Copy all lines in the data that contain the string "usize".

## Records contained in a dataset
□ □ □

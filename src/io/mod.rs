mod byte_reader;

pub use byte_reader::{read_u16_be, read_u16_le, read_u32_be, read_u32_le, ByteReader};
use thiserror::Error;

/// Container or TIFF header violations that abort a decode.
#[derive(Debug, Clone, PartialEq, Eq, Error)]
pub enum StructuralError {
    /// Buffer is too small to hold a JPEG start-of-image marker and a segment
    #[error("Not a valid JPEG file: need at least {required} bytes, got {actual}")]
    TooSmall { required: usize, actual: usize },

    /// First two bytes are not the JPEG start-of-image marker (FFD8)
    #[error("Not a valid JPEG file: missing start-of-image marker")]
    MissingSoi,

    /// Exif segment ends before a complete TIFF header
    #[error("Invalid TIFF header: truncated at offset {offset}")]
    TruncatedTiffHeader { offset: usize },

    /// Byte order marker is neither II nor MM
    #[error("Invalid TIFF byte order: expected 0x4949 (II) or 0x4D4D (MM), got 0x{0:04X}")]
    InvalidByteOrder(u16),

    /// TIFF signature is not 42
    #[error("Invalid TIFF signature: expected 0x002A, got 0x{0:04X}")]
    InvalidSignature(u16),
}

/// Errors surfaced by the EXIF decoder.
#[derive(Debug, Clone, PartialEq, Eq, Error)]
pub enum ExifError {
    /// The input is corrupt or not a JPEG at all
    #[error(transparent)]
    Structural(#[from] StructuralError),

    /// The input is a well-formed JPEG without an Exif APP1 segment
    #[error("No EXIF data found: {0}")]
    NotFound(String),
}

impl ExifError {
    /// Whether this error means "no metadata" rather than "broken file".
    pub fn is_not_found(&self) -> bool {
        matches!(self, ExifError::NotFound(_))
    }
}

□ □ □

## Response area
    TooSmall { required: usize, actual: usize },
    TruncatedTiffHeader { offset: usize },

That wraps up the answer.